[[ DATA SECTION open ]]

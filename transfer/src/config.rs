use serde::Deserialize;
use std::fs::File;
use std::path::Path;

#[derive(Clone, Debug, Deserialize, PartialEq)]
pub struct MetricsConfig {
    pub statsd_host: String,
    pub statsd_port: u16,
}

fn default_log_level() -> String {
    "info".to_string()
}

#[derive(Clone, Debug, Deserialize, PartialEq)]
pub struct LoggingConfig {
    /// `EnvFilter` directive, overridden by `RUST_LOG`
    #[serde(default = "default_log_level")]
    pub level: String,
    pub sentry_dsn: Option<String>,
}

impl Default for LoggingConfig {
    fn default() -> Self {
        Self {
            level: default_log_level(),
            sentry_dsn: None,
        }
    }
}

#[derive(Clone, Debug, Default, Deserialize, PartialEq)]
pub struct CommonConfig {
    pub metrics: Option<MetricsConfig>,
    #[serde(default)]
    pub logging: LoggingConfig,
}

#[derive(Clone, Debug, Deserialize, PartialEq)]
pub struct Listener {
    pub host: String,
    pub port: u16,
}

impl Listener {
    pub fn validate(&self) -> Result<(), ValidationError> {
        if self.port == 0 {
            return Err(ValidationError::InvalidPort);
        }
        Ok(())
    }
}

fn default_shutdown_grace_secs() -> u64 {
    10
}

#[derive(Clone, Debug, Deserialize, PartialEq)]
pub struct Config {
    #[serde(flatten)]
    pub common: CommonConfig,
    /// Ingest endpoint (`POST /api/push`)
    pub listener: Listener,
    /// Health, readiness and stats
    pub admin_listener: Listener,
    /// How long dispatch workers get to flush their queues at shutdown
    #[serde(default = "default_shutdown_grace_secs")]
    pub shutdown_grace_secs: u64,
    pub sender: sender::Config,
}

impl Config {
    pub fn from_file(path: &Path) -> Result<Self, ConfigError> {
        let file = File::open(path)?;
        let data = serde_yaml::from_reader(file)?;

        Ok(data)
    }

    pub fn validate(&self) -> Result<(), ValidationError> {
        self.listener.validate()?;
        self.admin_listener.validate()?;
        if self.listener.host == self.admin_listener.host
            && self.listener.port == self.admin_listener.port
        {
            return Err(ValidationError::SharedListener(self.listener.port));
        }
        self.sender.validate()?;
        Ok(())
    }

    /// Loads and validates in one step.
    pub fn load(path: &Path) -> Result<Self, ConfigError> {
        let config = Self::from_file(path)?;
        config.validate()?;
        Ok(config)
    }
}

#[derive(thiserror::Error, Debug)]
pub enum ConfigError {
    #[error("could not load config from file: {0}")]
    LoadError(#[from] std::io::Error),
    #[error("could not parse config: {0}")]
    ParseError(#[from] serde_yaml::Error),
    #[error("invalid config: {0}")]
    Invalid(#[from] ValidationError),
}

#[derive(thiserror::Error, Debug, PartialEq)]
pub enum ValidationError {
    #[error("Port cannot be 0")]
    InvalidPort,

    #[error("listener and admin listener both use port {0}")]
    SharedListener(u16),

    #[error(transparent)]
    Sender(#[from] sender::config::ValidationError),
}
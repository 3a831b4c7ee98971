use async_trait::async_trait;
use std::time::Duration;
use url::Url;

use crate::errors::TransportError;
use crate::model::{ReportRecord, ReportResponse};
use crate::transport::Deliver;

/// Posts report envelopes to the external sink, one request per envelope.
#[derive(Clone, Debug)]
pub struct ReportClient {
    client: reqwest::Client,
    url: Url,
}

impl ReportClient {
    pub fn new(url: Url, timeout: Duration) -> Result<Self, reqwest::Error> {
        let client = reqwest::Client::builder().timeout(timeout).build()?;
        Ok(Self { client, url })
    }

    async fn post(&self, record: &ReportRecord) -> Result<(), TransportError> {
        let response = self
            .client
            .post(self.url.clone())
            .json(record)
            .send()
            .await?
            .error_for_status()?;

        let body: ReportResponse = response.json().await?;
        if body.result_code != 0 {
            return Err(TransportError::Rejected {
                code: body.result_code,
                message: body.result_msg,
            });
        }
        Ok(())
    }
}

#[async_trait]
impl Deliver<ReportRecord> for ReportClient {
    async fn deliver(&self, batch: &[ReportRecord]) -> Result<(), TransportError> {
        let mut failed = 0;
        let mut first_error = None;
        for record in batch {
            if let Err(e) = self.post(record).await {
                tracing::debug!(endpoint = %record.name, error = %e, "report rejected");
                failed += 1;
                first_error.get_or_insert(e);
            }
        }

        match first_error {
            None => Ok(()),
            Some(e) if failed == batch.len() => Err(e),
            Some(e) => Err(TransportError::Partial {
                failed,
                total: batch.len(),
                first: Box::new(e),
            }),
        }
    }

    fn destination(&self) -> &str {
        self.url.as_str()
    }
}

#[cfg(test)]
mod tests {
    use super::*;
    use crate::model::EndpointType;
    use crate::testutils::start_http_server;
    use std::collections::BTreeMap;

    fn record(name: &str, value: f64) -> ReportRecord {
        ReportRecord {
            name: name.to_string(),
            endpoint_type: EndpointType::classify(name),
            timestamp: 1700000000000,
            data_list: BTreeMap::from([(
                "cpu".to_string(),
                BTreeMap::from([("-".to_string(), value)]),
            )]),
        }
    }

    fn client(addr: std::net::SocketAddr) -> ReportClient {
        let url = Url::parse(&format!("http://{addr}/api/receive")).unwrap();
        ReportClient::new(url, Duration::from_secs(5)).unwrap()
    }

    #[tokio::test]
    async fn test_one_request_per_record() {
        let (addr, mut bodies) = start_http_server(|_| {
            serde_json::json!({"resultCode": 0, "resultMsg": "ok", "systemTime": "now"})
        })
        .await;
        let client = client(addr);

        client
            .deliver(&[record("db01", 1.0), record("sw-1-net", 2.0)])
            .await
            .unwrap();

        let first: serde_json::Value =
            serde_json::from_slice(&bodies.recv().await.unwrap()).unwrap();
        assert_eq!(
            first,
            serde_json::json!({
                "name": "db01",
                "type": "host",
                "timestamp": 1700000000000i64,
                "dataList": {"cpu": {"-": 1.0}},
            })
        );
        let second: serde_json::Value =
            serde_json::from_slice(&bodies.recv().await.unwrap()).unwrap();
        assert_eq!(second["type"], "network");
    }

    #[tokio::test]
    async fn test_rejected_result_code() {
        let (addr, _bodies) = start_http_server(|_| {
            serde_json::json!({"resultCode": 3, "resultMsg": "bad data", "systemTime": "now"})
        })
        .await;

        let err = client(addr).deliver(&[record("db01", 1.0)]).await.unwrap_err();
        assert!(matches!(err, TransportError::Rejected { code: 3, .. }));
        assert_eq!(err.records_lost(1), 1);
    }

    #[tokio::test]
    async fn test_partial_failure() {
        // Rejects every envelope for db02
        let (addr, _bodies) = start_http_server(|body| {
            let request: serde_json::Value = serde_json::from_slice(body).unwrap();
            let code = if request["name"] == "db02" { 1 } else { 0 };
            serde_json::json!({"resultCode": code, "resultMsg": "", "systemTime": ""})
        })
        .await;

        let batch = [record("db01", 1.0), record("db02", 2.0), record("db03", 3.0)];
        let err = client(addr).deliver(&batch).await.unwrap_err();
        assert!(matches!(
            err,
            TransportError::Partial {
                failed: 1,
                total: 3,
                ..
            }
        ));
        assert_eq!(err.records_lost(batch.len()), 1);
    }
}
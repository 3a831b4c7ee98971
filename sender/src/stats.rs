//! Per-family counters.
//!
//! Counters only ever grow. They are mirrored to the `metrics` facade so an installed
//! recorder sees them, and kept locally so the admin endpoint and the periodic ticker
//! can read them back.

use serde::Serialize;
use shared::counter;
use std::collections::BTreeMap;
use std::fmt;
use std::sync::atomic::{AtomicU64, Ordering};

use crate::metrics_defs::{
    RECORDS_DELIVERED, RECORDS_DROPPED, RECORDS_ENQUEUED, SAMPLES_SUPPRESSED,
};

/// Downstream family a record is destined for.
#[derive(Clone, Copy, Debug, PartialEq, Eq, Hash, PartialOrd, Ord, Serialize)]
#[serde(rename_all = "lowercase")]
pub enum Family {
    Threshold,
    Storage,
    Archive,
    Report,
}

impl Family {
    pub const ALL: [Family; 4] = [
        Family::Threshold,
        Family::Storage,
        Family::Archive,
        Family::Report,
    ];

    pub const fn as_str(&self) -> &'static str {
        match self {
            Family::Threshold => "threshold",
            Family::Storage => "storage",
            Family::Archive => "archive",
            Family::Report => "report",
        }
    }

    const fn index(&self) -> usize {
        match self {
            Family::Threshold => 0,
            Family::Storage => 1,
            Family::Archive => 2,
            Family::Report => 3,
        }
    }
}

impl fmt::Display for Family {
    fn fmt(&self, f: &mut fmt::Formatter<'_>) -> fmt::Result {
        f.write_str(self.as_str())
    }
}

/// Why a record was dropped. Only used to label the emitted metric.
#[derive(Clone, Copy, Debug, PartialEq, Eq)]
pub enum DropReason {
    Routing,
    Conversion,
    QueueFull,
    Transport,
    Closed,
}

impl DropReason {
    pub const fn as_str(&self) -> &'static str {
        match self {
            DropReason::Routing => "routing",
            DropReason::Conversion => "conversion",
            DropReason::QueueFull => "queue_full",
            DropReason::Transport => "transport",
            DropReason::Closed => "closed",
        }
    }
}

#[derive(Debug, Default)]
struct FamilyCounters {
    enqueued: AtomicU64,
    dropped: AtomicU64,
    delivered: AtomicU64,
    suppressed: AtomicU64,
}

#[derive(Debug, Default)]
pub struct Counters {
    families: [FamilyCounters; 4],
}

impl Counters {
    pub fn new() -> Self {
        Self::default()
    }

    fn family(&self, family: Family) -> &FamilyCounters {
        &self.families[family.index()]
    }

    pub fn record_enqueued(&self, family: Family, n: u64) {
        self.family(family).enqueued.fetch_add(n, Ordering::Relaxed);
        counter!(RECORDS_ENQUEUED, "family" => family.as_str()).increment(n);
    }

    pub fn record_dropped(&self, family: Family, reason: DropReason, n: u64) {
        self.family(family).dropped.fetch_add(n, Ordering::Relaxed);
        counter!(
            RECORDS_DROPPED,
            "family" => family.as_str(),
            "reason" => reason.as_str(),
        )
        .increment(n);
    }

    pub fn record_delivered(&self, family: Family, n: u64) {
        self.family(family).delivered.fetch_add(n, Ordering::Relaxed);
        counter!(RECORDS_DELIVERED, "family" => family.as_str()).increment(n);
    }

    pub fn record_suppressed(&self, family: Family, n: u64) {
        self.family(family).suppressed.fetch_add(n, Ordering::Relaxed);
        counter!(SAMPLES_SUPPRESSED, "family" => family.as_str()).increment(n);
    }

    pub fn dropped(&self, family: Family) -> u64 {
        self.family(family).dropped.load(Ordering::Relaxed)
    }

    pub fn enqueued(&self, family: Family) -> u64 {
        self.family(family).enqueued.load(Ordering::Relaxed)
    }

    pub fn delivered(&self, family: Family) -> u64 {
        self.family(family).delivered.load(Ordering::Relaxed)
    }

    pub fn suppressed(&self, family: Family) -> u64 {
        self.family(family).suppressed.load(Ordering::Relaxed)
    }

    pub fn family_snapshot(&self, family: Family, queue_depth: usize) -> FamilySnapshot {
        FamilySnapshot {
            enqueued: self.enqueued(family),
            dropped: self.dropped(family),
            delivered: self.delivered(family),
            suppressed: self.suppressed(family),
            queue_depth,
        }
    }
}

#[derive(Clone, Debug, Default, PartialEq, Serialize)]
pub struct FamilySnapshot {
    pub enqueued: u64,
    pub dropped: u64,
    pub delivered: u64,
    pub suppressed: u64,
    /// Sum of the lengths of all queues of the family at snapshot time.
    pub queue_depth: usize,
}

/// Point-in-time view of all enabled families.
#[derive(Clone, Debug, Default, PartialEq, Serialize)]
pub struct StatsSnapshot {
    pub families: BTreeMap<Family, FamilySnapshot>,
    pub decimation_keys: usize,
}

[[ DATA SECTION closed ]]

* **WHAT THIS TASK INVOLVES**: Would you print exactly, and only, the lines of the data above from the line with "use std::fmt;" through the line with "is destined for.", inclusive?

* **COMPLETED EXERCISE**:
use std::fmt;
use std::sync::atomic::{AtomicU64, Ordering};

use crate::metrics_defs::{
    RECORDS_DELIVERED, RECORDS_DROPPED, RECORDS_ENQUEUED, SAMPLES_SUPPRESSED,
};

/// Downstream family a record is destined for.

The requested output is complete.